use std::fmt;
use std::slice;
use std::str::FromStr;

use crate::common::{Result, StorageError};

use super::DataType;

/// One named, typed attribute of a relation.
#[derive(Debug, Clone, PartialEq, Eq)]
pub struct Column {
    name: String,
    data_type: DataType,
}

impl Column {
    pub fn new(name: impl Into<String>, data_type: DataType) -> Self {
        Self {
            name: name.into(),
            data_type,
        }
    }

    pub fn name(&self) -> &str {
        &self.name
    }

    pub fn data_type(&self) -> DataType {
        self.data_type
    }
}

impl fmt::Display for Column {
    fn fmt(&self, f: &mut fmt::Formatter<'_>) -> fmt::Result {
        write!(f, "{} {}", self.name, self.data_type)
    }
}

/// Attributes of a relation in storage order.
///
/// Records of a schema are encoded attribute by attribute in this order, so
/// a schema must not change once records have been written with it.
#[derive(Debug, Clone, Default, PartialEq, Eq)]
pub struct Schema {
    columns: Vec<Column>,
}

impl Schema {
    pub fn new(columns: Vec<Column>) -> Self {
        Self { columns }
    }

    pub fn builder() -> SchemaBuilder {
        SchemaBuilder::default()
    }

    pub fn column_count(&self) -> usize {
        self.columns.len()
    }

    pub fn column(&self, index: usize) -> Option<&Column> {
        self.columns.get(index)
    }

    /// Position of the first attribute called `name`.
    pub fn column_index(&self, name: &str) -> Option<usize> {
        self.columns.iter().position(|c| c.name == name)
    }

    pub fn column_by_name(&self, name: &str) -> Option<&Column> {
        self.column_index(name).map(|i| &self.columns[i])
    }

    pub fn columns(&self) -> slice::Iter<'_, Column> {
        self.columns.iter()
    }

    /// Bytes taken by a record's offset directory: one entry per column plus
    /// the trailing end offset.
    pub fn offset_directory_size(&self) -> usize {
        4 * (self.columns.len() + 1)
    }

    /// Largest encoded size of a record of this schema.
    pub fn max_record_size(&self) -> usize {
        self.offset_directory_size()
            + self
                .columns
                .iter()
                .map(|c| c.data_type.max_size())
                .sum::<usize>()
    }
}

impl fmt::Display for Schema {
    fn fmt(&self, f: &mut fmt::Formatter<'_>) -> fmt::Result {
        write!(f, "(")?;
        for (i, column) in self.columns.iter().enumerate() {
            if i > 0 {
                write!(f, ", ")?;
            }
            write!(f, "{}", column)?;
        }
        write!(f, ")")
    }
}

/// Parses a comma separated attribute list such as
/// `id INT, name VARCHAR(20), born DATE`.
impl FromStr for Schema {
    type Err = StorageError;

    fn from_str(s: &str) -> Result<Self> {
        let body = s.trim();
        let body = body
            .strip_prefix('(')
            .and_then(|b| b.strip_suffix(')'))
            .unwrap_or(body);

        let mut builder = Schema::builder();
        for part in body.split(',').map(str::trim).filter(|p| !p.is_empty()) {
            let (name, data_type) = part.split_once(char::is_whitespace).ok_or_else(|| {
                StorageError::Config(format!("attribute {:?} has no type", part))
            })?;
            builder = builder.column(name, data_type.trim().parse()?);
        }
        Ok(builder.build())
    }
}

/// Collects attributes one at a time.
#[derive(Debug, Default)]
pub struct SchemaBuilder {
    columns: Vec<Column>,
}

impl SchemaBuilder {
    pub fn column(mut self, name: impl Into<String>, data_type: DataType) -> Self {
        self.columns.push(Column::new(name, data_type));
        self
    }

    pub fn build(self) -> Schema {
        Schema::new(self.columns)
    }
}
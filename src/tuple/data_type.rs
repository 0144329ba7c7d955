use std::fmt;
use std::str::FromStr;

use crate::common::StorageError;

/// Column types supported by the record codec.
#[derive(Debug, Clone, Copy, PartialEq, Eq, Hash)]
pub enum DataType {
    /// 32-bit signed integer: 4 bytes, big-endian
    Int,

    /// 32-bit floating point: 4 bytes, IEEE 754
    Real,

    /// Fixed-length string of exactly n UTF-16 code units, space-padded
    Char(u16),

    /// Variable-length string of at most n UTF-16 code units
    VarChar(u16),

    /// Calendar date: day, month, year as three 4-byte integers
    Date,
}

impl DataType {
    /// Returns true if every value of this type encodes to the same size.
    pub fn is_fixed_size(&self) -> bool {
        !matches!(self, DataType::VarChar(_))
    }

    /// Returns the encoded size in bytes, or None for variable-length types.
    pub fn fixed_size(&self) -> Option<usize> {
        match self {
            DataType::Int | DataType::Real => Some(4),
            DataType::Char(n) => Some(2 * *n as usize),
            DataType::Date => Some(12),
            DataType::VarChar(_) => None,
        }
    }

    /// Returns the largest encoded size in bytes.
    pub fn max_size(&self) -> usize {
        match self {
            DataType::VarChar(n) => 2 * *n as usize,
            other => other.fixed_size().unwrap_or(0),
        }
    }

    /// Character capacity of string types.
    pub fn width(&self) -> Option<usize> {
        match self {
            DataType::Char(n) | DataType::VarChar(n) => Some(*n as usize),
            _ => None,
        }
    }
}

impl fmt::Display for DataType {
    fn fmt(&self, f: &mut fmt::Formatter<'_>) -> fmt::Result {
        match self {
            DataType::Int => write!(f, "INT"),
            DataType::Real => write!(f, "REAL"),
            DataType::Char(n) => write!(f, "CHAR({})", n),
            DataType::VarChar(n) => write!(f, "VARCHAR({})", n),
            DataType::Date => write!(f, "DATE"),
        }
    }
}

impl FromStr for DataType {
    type Err = StorageError;

    /// Parses `INT`, `REAL`, `DATE`, `CHAR(n)` or `VARCHAR(n)`, ignoring case.
    fn from_str(s: &str) -> Result<Self, Self::Err> {
        let upper = s.trim().to_ascii_uppercase();
        match upper.as_str() {
            "INT" | "INTEGER" => return Ok(DataType::Int),
            "REAL" | "FLOAT" => return Ok(DataType::Real),
            "DATE" => return Ok(DataType::Date),
            _ => {}
        }

        let bad = || StorageError::Config(format!("unknown column type {:?}", s));
        let (name, rest) = upper.split_once('(').ok_or_else(bad)?;
        let width: u16 = rest
            .strip_suffix(')')
            .and_then(|n| n.trim().parse().ok())
            .filter(|&n| n > 0)
            .ok_or_else(bad)?;

        match name.trim() {
            "CHAR" => Ok(DataType::Char(width)),
            "VARCHAR" => Ok(DataType::VarChar(width)),
            _ => Err(bad()),
        }
    }
}
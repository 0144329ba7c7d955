mod buffer_pool;
mod eviction_list;
mod frame;
mod frame_index;

pub use buffer_pool::*;
pub use eviction_list::*;
pub use frame::*;
pub use frame_index::*;
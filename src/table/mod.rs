mod relation;

pub use relation::Relation;
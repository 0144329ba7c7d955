use std::fmt;

/// A calendar date as stored on disk: day, month, year.
#[derive(Debug, Clone, Copy, PartialEq, Eq, Hash, PartialOrd, Ord)]
pub struct Date {
    pub year: i32,
    pub month: i32,
    pub day: i32,
}

impl Date {
    pub fn new(day: i32, month: i32, year: i32) -> Self {
        Self { year, month, day }
    }
}

impl fmt::Display for Date {
    fn fmt(&self, f: &mut fmt::Formatter<'_>) -> fmt::Result {
        write!(f, "{:02}/{:02}/{:04}", self.day, self.month, self.year)
    }
}

/// A typed value held by one attribute of a record.
#[derive(Debug, Clone, PartialEq)]
pub enum Value {
    /// INT value
    Int(i32),

    /// REAL value
    Real(f32),

    /// CHAR or VARCHAR value
    Text(String),

    /// DATE value
    Date(Date),
}

impl Value {
    /// Name of the variant, used in type mismatch errors.
    pub fn type_name(&self) -> &'static str {
        match self {
            Value::Int(_) => "INT",
            Value::Real(_) => "REAL",
            Value::Text(_) => "TEXT",
            Value::Date(_) => "DATE",
        }
    }

    pub fn as_int(&self) -> Option<i32> {
        match self {
            Value::Int(v) => Some(*v),
            _ => None,
        }
    }

    pub fn as_real(&self) -> Option<f32> {
        match self {
            Value::Real(v) => Some(*v),
            _ => None,
        }
    }

    pub fn as_str(&self) -> Option<&str> {
        match self {
            Value::Text(s) => Some(s),
            _ => None,
        }
    }

    pub fn as_date(&self) -> Option<Date> {
        match self {
            Value::Date(d) => Some(*d),
            _ => None,
        }
    }
}

impl fmt::Display for Value {
    fn fmt(&self, f: &mut fmt::Formatter<'_>) -> fmt::Result {
        match self {
            Value::Int(v) => write!(f, "{}", v),
            Value::Real(v) => write!(f, "{}", v),
            Value::Text(s) => write!(f, "{}", s),
            Value::Date(d) => write!(f, "{}", d),
        }
    }
}

impl From<i32> for Value {
    fn from(v: i32) -> Self {
        Value::Int(v)
    }
}

impl From<f32> for Value {
    fn from(v: f32) -> Self {
        Value::Real(v)
    }
}

impl From<&str> for Value {
    fn from(v: &str) -> Self {
        Value::Text(v.to_string())
    }
}

impl From<String> for Value {
    fn from(v: String) -> Self {
        Value::Text(v)
    }
}

impl From<Date> for Value {
    fn from(v: Date) -> Self {
        Value::Date(v)
    }
}

#[cfg(test)]
mod tests {
    use super::*;

    #[test]
    fn test_conversions() {
        assert_eq!(Value::from(3), Value::Int(3));
        assert_eq!(Value::from(1.5f32).as_real(), Some(1.5));
        assert_eq!(Value::from("abc").as_str(), Some("abc"));
        assert_eq!(Value::from(Date::new(1, 2, 2003)).as_date(), Some(Date::new(1, 2, 2003)));
        assert_eq!(Value::Int(1).as_str(), None);
    }

    #[test]
    fn test_display() {
        assert_eq!(Value::Date(Date::new(7, 3, 1999)).to_string(), "07/03/1999");
        assert_eq!(Value::Text("x".into()).to_string(), "x");
        assert_eq!(Value::Int(-4).to_string(), "-4");
    }
}
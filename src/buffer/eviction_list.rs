use slab::Slab;

use crate::common::PageAddress;

/// Stable handle to a node of an [`EvictionList`].
#[derive(Debug, Clone, Copy, PartialEq, Eq, Hash)]
pub struct NodeRef(usize);

#[derive(Debug)]
struct Node {
    /// None only for the sentinel
    address: Option<PageAddress>,
    prev: usize,
    next: usize,
}

/// Doubly linked list of unpinned pages, oldest at the front.
///
/// Nodes live in a slab and link to each other by slab key. A sentinel node
/// closes the ring, so the first node is `sentinel.next`, the last is
/// `sentinel.prev`, and no link is ever empty.
#[derive(Debug)]
pub struct EvictionList {
    nodes: Slab<Node>,
    sentinel: usize,
}

impl EvictionList {
    /// Creates an empty list.
    pub fn new() -> Self {
        Self::with_capacity(0)
    }

    /// Creates an empty list with room for `capacity` nodes.
    pub fn with_capacity(capacity: usize) -> Self {
        let mut nodes = Slab::with_capacity(capacity + 1);
        let entry = nodes.vacant_entry();
        let sentinel = entry.key();
        entry.insert(Node {
            address: None,
            prev: sentinel,
            next: sentinel,
        });
        Self { nodes, sentinel }
    }

    /// Appends a page at the back of the list.
    pub fn push_back(&mut self, address: PageAddress) -> NodeRef {
        let last = self.nodes[self.sentinel].prev;
        let key = self.nodes.insert(Node {
            address: Some(address),
            prev: last,
            next: self.sentinel,
        });
        self.nodes[last].next = key;
        self.nodes[self.sentinel].prev = key;
        NodeRef(key)
    }

    /// Unlinks a node and returns its page. Returns None for a stale handle.
    pub fn remove(&mut self, node: NodeRef) -> Option<PageAddress> {
        if node.0 == self.sentinel || !self.nodes.contains(node.0) {
            return None;
        }
        let removed = self.nodes.remove(node.0);
        self.nodes[removed.prev].next = removed.next;
        self.nodes[removed.next].prev = removed.prev;
        removed.address
    }

    /// Removes and returns the oldest page.
    pub fn pop_front(&mut self) -> Option<PageAddress> {
        let first = self.nodes[self.sentinel].next;
        self.remove(NodeRef(first))
    }

    /// Removes and returns the newest page.
    pub fn pop_back(&mut self) -> Option<PageAddress> {
        let last = self.nodes[self.sentinel].prev;
        self.remove(NodeRef(last))
    }

    /// Returns the oldest page and its handle without removing it.
    pub fn front(&self) -> Option<(NodeRef, PageAddress)> {
        let first = self.nodes[self.sentinel].next;
        self.nodes[first].address.map(|a| (NodeRef(first), a))
    }

    /// Returns the newest page and its handle without removing it.
    pub fn back(&self) -> Option<(NodeRef, PageAddress)> {
        let last = self.nodes[self.sentinel].prev;
        self.nodes[last].address.map(|a| (NodeRef(last), a))
    }

    pub fn len(&self) -> usize {
        self.nodes.len() - 1
    }

    pub fn is_empty(&self) -> bool {
        self.len() == 0
    }

    /// Drops every node, keeping the sentinel.
    pub fn clear(&mut self) {
        let sentinel = self.sentinel;
        self.nodes.retain(|key, _| key == sentinel);
        self.nodes[sentinel].prev = sentinel;
        self.nodes[sentinel].next = sentinel;
    }

    /// Iterates pages from front (oldest) to back (newest).
    pub fn iter(&self) -> Iter<'_> {
        Iter {
            list: self,
            cursor: self.nodes[self.sentinel].next,
        }
    }
}

impl Default for EvictionList {
    fn default() -> Self {
        Self::new()
    }
}

pub struct Iter<'a> {
    list: &'a EvictionList,
    cursor: usize,
}

impl Iterator for Iter<'_> {
    type Item = PageAddress;

    fn next(&mut self) -> Option<PageAddress> {
        let node = &self.list.nodes[self.cursor];
        let address = node.address?;
        self.cursor = node.next;
        Some(address)
    }
}

#[cfg(test)]
mod tests {
    use super::*;

    fn page(i: i32) -> PageAddress {
        PageAddress::new(0, i)
    }

    #[test]
    fn test_empty_list() {
        let mut list = EvictionList::new();
        assert!(list.is_empty());
        assert_eq!(list.pop_front(), None);
        assert_eq!(list.pop_back(), None);
        assert_eq!(list.front(), None);
        assert_eq!(list.iter().count(), 0);
    }

    #[test]
    fn test_push_and_pop_both_ends() {
        let mut list = EvictionList::new();
        for i in 0..4 {
            list.push_back(page(i));
        }
        assert_eq!(list.len(), 4);
        assert_eq!(list.pop_front(), Some(page(0)));
        assert_eq!(list.pop_back(), Some(page(3)));
        assert_eq!(list.iter().collect::<Vec<_>>(), vec![page(1), page(2)]);
    }

    #[test]
    fn test_remove_middle() {
        let mut list = EvictionList::new();
        let _a = list.push_back(page(0));
        let b = list.push_back(page(1));
        let _c = list.push_back(page(2));

        assert_eq!(list.remove(b), Some(page(1)));
        assert_eq!(list.remove(b), None);
        assert_eq!(list.iter().collect::<Vec<_>>(), vec![page(0), page(2)]);
        assert_eq!(list.back().map(|(_, a)| a), Some(page(2)));
    }

    #[test]
    fn test_remove_only_node() {
        let mut list = EvictionList::new();
        let a = list.push_back(page(7));
        assert_eq!(list.remove(a), Some(page(7)));
        assert!(list.is_empty());

        list.push_back(page(8));
        assert_eq!(list.pop_front(), Some(page(8)));
    }

    #[test]
    fn test_clear() {
        let mut list = EvictionList::with_capacity(4);
        for i in 0..4 {
            list.push_back(page(i));
        }
        list.clear();
        assert!(list.is_empty());
        list.push_back(page(9));
        assert_eq!(list.iter().collect::<Vec<_>>(), vec![page(9)]);
    }
}
mod data_type;
mod record;
mod schema;
mod value;

pub use data_type::DataType;
pub use record::{read_record_from_buffer, write_record_to_buffer, Record};
pub use schema::{Column, Schema, SchemaBuilder};
pub use value::{Date, Value};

==============================

## Instructions for the task
Please copy out each line of the listing above that contains the string "first".

## Task result
    /// Position of the first attribute called `name`.
/// closes the ring, so the first node is `sentinel.next`, the last is
        let first = self.nodes[self.sentinel].next;
        self.remove(NodeRef(first))
        let first = self.nodes[self.sentinel].next;
        self.nodes[first].address.map(|a| (NodeRef(first), a))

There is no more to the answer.